Para nada conmovida la Casoni precisó:
-¡No es un gran misterio! Está claro que Tommaso Santini es un nombre inventado para no dar a conocer su verdadera identidad.
-No es exactamente así. Precisó el capitán, en el vaso de plástico hay dos particularidades: la primera el ADN, como lo imaginaba, el archivo no encontró nada, pero es correcto porque la prueba de ADN empezó a usarse en los años noventa por lo tanto los archivos fueron actualizados desde ese momento en adelante, la segunda son las huellas, esas sí que son usadas desde hace tiempo, ¡pero no es este el problema! Las huellas digitales, si estás limpio, no se encuentran en las bases de la Policía, pero si hiciste el servicio militar entonces sí que estás archivado. Por lo que me dijiste, este Santini debería estar en los cincuenta, por lo tanto debe haber estado en el servicio militar. No se lo digas a nadie, pero en el archivo están todas las personas que han cumplido con la visita militar o que han cumplido el servicio militar en alguna parte del globo, lo que quiere decir que encontraría al menos a todos los varones hasta el 2002, año en que el servicio militar dejó de ser obligatorio.
-¿Y bien? Lo apuró la Casoni curiosa.
-¡Y bien! Baresi hizo una pausa para aumentar el suspenso. No hay nada, no existe. Para ser claro, cuando digo que no existe, no digo que no existe Tommaso Santini, digo que no existe un tipo con esas huellas digitales.
La Casoni quedó pensativa.
-¿No puede ser una coincidencia? En el sentido que si todos los hombres fueron sometidos a la visita o hicieron la milicia, están también los que fueron descartados o quienes no prestaron servicio por exención o por razones familiares. Debe haber otra respuesta, tal vez nació o vivió en el exterior, en tal caso habría hecho la milicia en otro lugar.
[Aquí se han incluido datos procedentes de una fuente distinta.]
// src/ingest/mod.rs
//! Text shaping shared by all providers: sanitizer, keyword classifier,
//! ticker extraction and timestamp normalization. Everything here is pure.

pub mod providers;
pub mod types;

use chrono::{DateTime, NaiveDateTime, SecondsFormat, Utc};
use once_cell::sync::OnceCell;
use regex::Regex;

use crate::ingest::types::Category;

/// Maximum length (in chars) of any sanitized text field.
pub const MAX_TEXT_CHARS: usize = 200;

/// Keyword table: categories in declaration order, each with its keywords.
pub type Lexicon = [(Category, &'static [&'static str])];

/// Common short English words that look like tickers in headlines.
const TICKER_STOPLIST: &[&str] = &[
    "THE", "AND", "FOR", "ARE", "BUT", "NOT", "YOU", "ALL", "CAN", "HER", "WAS", "ONE", "OUR",
    "OUT", "DAY", "GET", "HAS", "HIM", "HIS", "HOW", "MAN", "NEW", "NOW", "OLD", "SEE", "TWO",
    "WAY", "WHO", "BOY", "DID", "ITS", "LET", "PUT", "SAY", "SHE", "TOO", "USE",
];

fn re_tags() -> &'static Regex {
    static RE: OnceCell<Regex> = OnceCell::new();
    RE.get_or_init(|| Regex::new(r"(?s)<[^>]*>").expect("tag regex"))
}

fn re_entities() -> &'static Regex {
    static RE: OnceCell<Regex> = OnceCell::new();
    RE.get_or_init(|| Regex::new(r"&#?[a-zA-Z0-9]+;").expect("entity regex"))
}

fn re_ws() -> &'static Regex {
    static RE: OnceCell<Regex> = OnceCell::new();
    RE.get_or_init(|| Regex::new(r"\s+").expect("whitespace regex"))
}

fn re_ticker() -> &'static Regex {
    static RE: OnceCell<Regex> = OnceCell::new();
    RE.get_or_init(|| Regex::new(r"\b[A-Z]{1,5}(?:-[A-Z]{1,5})?\b").expect("ticker regex"))
}

fn re_img_src() -> &'static Regex {
    static RE: OnceCell<Regex> = OnceCell::new();
    RE.get_or_init(|| Regex::new(r#"<img[^>]+src="([^"]+)""#).expect("img regex"))
}

/// Strip markup, turn entities into spaces, collapse whitespace, cap length.
pub fn sanitize_text(s: &str) -> String {
    // 1) Strip tags
    let out = re_tags().replace_all(s, "");
    // 2) Entities -> space
    let out = re_entities().replace_all(&out, " ");
    // 3) Collapse whitespace
    let out = re_ws().replace_all(&out, " ");
    // 4) Length cap
    out.trim().chars().take(MAX_TEXT_CHARS).collect()
}

/// Sanitize an optional field; empty results become `None`.
pub fn sanitize_opt(s: Option<&str>) -> Option<String> {
    s.map(sanitize_text).filter(|t| !t.is_empty())
}

/// Lowercased text padded with spaces, punctuation folded to spaces, so that
/// `" kw "` matches whole words and multi-word phrases.
fn keyword_haystack(title: &str, description: Option<&str>) -> String {
    let raw = format!("{} {}", title, description.unwrap_or_default()).to_lowercase();
    let folded: String = raw
        .chars()
        .map(|c| if c.is_alphanumeric() { c } else { ' ' })
        .collect();
    format!(" {} ", re_ws().replace_all(folded.trim(), " "))
}

/// First category (in lexicon order) with a whole-word keyword hit.
pub fn classify_with(lexicon: &Lexicon, title: &str, description: Option<&str>) -> Option<Category> {
    let hay = keyword_haystack(title, description);
    lexicon
        .iter()
        .find(|(_, keywords)| keywords.iter().any(|kw| hay.contains(&format!(" {kw} "))))
        .map(|(cat, _)| *cat)
}

/// Probable ticker symbols: uppercase tokens of 1-5 letters with an optional
/// `-XXXXX` suffix, minus stop-words, kept when 2..=6 chars long.
/// Distinct, in order of first appearance.
pub fn extract_tickers(title: &str, description: Option<&str>) -> Vec<String> {
    let text = format!("{} {}", title, description.unwrap_or_default());
    let mut out: Vec<String> = Vec::new();
    for m in re_ticker().find_iter(&text) {
        let t = m.as_str();
        if TICKER_STOPLIST.contains(&t) || !(2..=6).contains(&t.len()) {
            continue;
        }
        if !out.iter().any(|x| x == t) {
            out.push(t.to_string());
        }
    }
    out
}

/// Extractor for providers that never emit tickers.
pub fn no_tickers(_title: &str, _description: Option<&str>) -> Vec<String> {
    Vec::new()
}

/// First `<img src="...">` in an HTML fragment.
pub fn extract_image_url(content: &str) -> Option<String> {
    re_img_src()
        .captures(content)
        .and_then(|c| c.get(1))
        .map(|m| m.as_str().to_string())
}

/// Parse the timestamp shapes upstreams emit into unix seconds.
pub fn parse_timestamp(s: &str) -> Option<i64> {
    parse_datetime(s).map(|dt| dt.timestamp())
}

/// Re-emit any accepted timestamp as RFC 3339 UTC (`2024-05-01T10:00:00Z`).
pub fn normalize_timestamp(s: &str) -> Option<String> {
    parse_datetime(s).map(|dt| dt.to_rfc3339_opts(SecondsFormat::Secs, true))
}

fn parse_datetime(s: &str) -> Option<DateTime<Utc>> {
    let s = s.trim();
    if s.is_empty() {
        return None;
    }
    if let Ok(dt) = DateTime::parse_from_rfc3339(s) {
        return Some(dt.with_timezone(&Utc));
    }
    if let Ok(dt) = DateTime::parse_from_rfc2822(s) {
        return Some(dt.with_timezone(&Utc));
    }
    // NYT style: 2024-05-01T10:00:00+0000
    if let Ok(dt) = DateTime::parse_from_str(s, "%Y-%m-%dT%H:%M:%S%z") {
        return Some(dt.with_timezone(&Utc));
    }
    NaiveDateTime::parse_from_str(s, "%Y-%m-%dT%H:%M:%S")
        .ok()
        .map(|n| n.and_utc())
}

#[cfg(test)]
mod tests {
    use super::*;

    const LEX: &Lexicon = &[
        (Category::World, &["election", "global"]),
        (Category::Tech, &["ai", "artificial intelligence"]),
        (Category::Finance, &["stock", "market"]),
    ];

    #[test]
    fn sanitize_strips_tags_entities_and_ws() {
        let s = "  <p>Hello&nbsp;&amp;\n\n <b>world</b></p>  ";
        assert_eq!(sanitize_text(s), "Hello world");
    }

    #[test]
    fn sanitize_truncates_to_limit() {
        let long = "x".repeat(500);
        assert_eq!(sanitize_text(&long).chars().count(), MAX_TEXT_CHARS);
    }

    #[test]
    fn sanitize_opt_drops_empty() {
        assert_eq!(sanitize_opt(Some("<br/>")), None);
        assert_eq!(sanitize_opt(None), None);
    }

    #[test]
    fn classify_first_match_in_declaration_order() {
        // both world and finance keywords present -> world wins
        let c = classify_with(LEX, "Global stock rout", None);
        assert_eq!(c, Some(Category::World));
    }

    #[test]
    fn classify_matches_whole_words_only() {
        // "said" must not trigger "ai"
        assert_eq!(classify_with(LEX, "He said nothing", None), None);
        assert_eq!(
            classify_with(LEX, "Artificial-intelligence boom", None),
            Some(Category::Tech)
        );
        assert_eq!(classify_with(LEX, "New AI chips", Some("")), Some(Category::Tech));
    }

    #[test]
    fn tickers_filter_stopwords_and_length() {
        let t = extract_tickers("AAPL and MSFT rally, THE end", Some("BTC-USD up; A dip; AAPL"));
        assert_eq!(t, vec!["AAPL".to_string(), "MSFT".to_string()]);
    }

    #[test]
    fn img_src_is_extracted() {
        let html = r#"<p>x</p><img class="a" src="https://img.test/1.jpg" alt="">"#;
        assert_eq!(extract_image_url(html).as_deref(), Some("https://img.test/1.jpg"));
        assert_eq!(extract_image_url("<p>none</p>"), None);
    }

    #[test]
    fn timestamps_normalize_to_rfc3339_utc() {
        assert_eq!(
            normalize_timestamp("Wed, 01 May 2024 12:00:00 +0200").as_deref(),
            Some("2024-05-01T10:00:00Z")
        );
        assert_eq!(
            normalize_timestamp("2024-05-01T10:00:00+0000").as_deref(),
            Some("2024-05-01T10:00:00Z")
        );
        assert_eq!(normalize_timestamp("yesterday"), None);
        assert!(parse_timestamp("2024-05-01T10:00:00Z").is_some());
    }
}
// src/ingest/providers/mod.rs
pub mod guardian;
pub mod newsapi;
pub mod nyt;
pub mod rss;

use anyhow::{anyhow, Context, Result};
use std::sync::Arc;

use crate::config::{ApiKeys, NewsConfig};
use crate::ingest::types::SourceProvider;

pub use guardian::GuardianProvider;
pub use newsapi::NewsApiProvider;
pub use nyt::NytProvider;
pub use rss::RssProvider;

/// Shared HTTP client for upstream calls (timeout + UA from config).
pub fn http_client(cfg: &NewsConfig) -> Result<reqwest::Client> {
    reqwest::Client::builder()
        .user_agent(cfg.http.user_agent.as_str())
        .connect_timeout(cfg.http.timeout().min(std::time::Duration::from_secs(4)))
        .timeout(cfg.http.timeout())
        .build()
        .context("building http client")
}

/// Keyed APIs are registered only when their credential is present; RSS is
/// always registered (unless disabled in config) as the keyless fallback.
pub fn build_providers(cfg: &NewsConfig, keys: &ApiKeys) -> Result<Vec<Arc<dyn SourceProvider>>> {
    let client = http_client(cfg)?;
    let mut out: Vec<Arc<dyn SourceProvider>> = Vec::new();

    if let Some(key) = &keys.newsapi {
        out.push(Arc::new(NewsApiProvider::new(
            client.clone(),
            &cfg.providers.newsapi.base_url,
            key,
        )));
    }
    if let Some(key) = &keys.guardian {
        out.push(Arc::new(GuardianProvider::new(
            client.clone(),
            &cfg.providers.guardian.base_url,
            key,
        )));
    }
    if let Some(key) = &keys.nyt {
        out.push(Arc::new(NytProvider::new(
            client.clone(),
            &cfg.providers.nyt.base_url,
            key,
        )));
    }
    if cfg.rss.enabled {
        out.push(Arc::new(RssProvider::new(client, cfg.rss.clone())));
    }

    if out.is_empty() {
        return Err(anyhow!("no news providers configured"));
    }
    Ok(out)
}

/// Map a non-2xx upstream status to an error, calling out rate limits.
pub(crate) fn check_status(provider: &str, status: reqwest::StatusCode) -> Result<()> {
    if status == reqwest::StatusCode::TOO_MANY_REQUESTS {
        tracing::warn!(provider, "upstream rate limit exceeded");
        return Err(anyhow!("{provider}: rate limited (429)"));
    }
    if !status.is_success() {
        return Err(anyhow!("{provider}: upstream returned {status}"));
    }
    Ok(())
}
-¡No, no! Contesto él. En todo caso las huellas estarían registradas. Tengo en el archivo cualquier cosa que pueda relacionarse también con el Papa, desde las huellas al ADN e incluso cuando ha tenido indigestión, a qué hora se fue a la cama anoche o cuándo se tiró el último pedo. ¡Tú hombre no existe, Sonia! Fíjate, no existe, no tanto porque no hay rastros, ¡más bien porque nunca existió! No sé si me explico. Si me escuchas, al menos una vez en tu vida, bueno, esto es cosa de servicios secretos, entonces detén la curiosidad y sigue tu vida serenamente y con prosperidad. En lo que a mí respecta, tengo el culo bastante descubierto con este truco tuyo, cada búsqueda es registrada en manos de quien la hace, borré todas las huellas, pero tengo dudas sobre si me pedirán ciertas explicaciones. Dame una excusa para presentar y cerrémosla aquí si no queremos terminar los dos buscando ovejas perdidas en Barbagia.
La Casoni se paró y empezó a caminar de un lado a otro de la oficina. El capitán la conocía muy bien, había pedido la transferencia a Roma cuando ella había obtenido aquel puesto de Fiscal Sustituto en la ciudad eterna. Juntos habían trabajado en la Fiscalía de Turín recibiendo elogios y honores en la lucha contra la criminalidad internacional, habían hecho centenares de excelentes arrestos, evitando además dos atentados, en uno de los cuales el Capitán había sido herido escudándola. Cuando la Casoni caminaba así, sabía que era la calma antes de la tormenta, parecía que de esa forma se cargase como un manantial y, una vez terminada la carga, la rabia habría explotado como una mina terrestre. Y no estaba equivocado.
-¡Y una mierda! Tronó ferozmente. ¡Me importa una mierda de los servicios secretos o de los malditos misterios del Vaticano o de sus habitantes! ¡Tengo una investigación que conducir, lo quieran o no y esto es obstaculizar a la justicia!
-¡Paraaaaaaa! El Capitán la tomó del brazo y la hizo sentar en el sillón de al lado. ¿Te das cuenta de lo que estás diciendo? ¿Quieres ir al Vaticano y arrestar a una eminente autoridad gubernamental por obstaculizar la justicia? ¿Y si te dijeran que tu justicia y la de tu país vale una mierda para ellos? ¿Crees que estarían equivocados? O mejor aún, ¿si te acusaran de haber infringido sus leyes, crees que el arresto caería sobre Santini o sobre ti? ¡Vamos, vamos!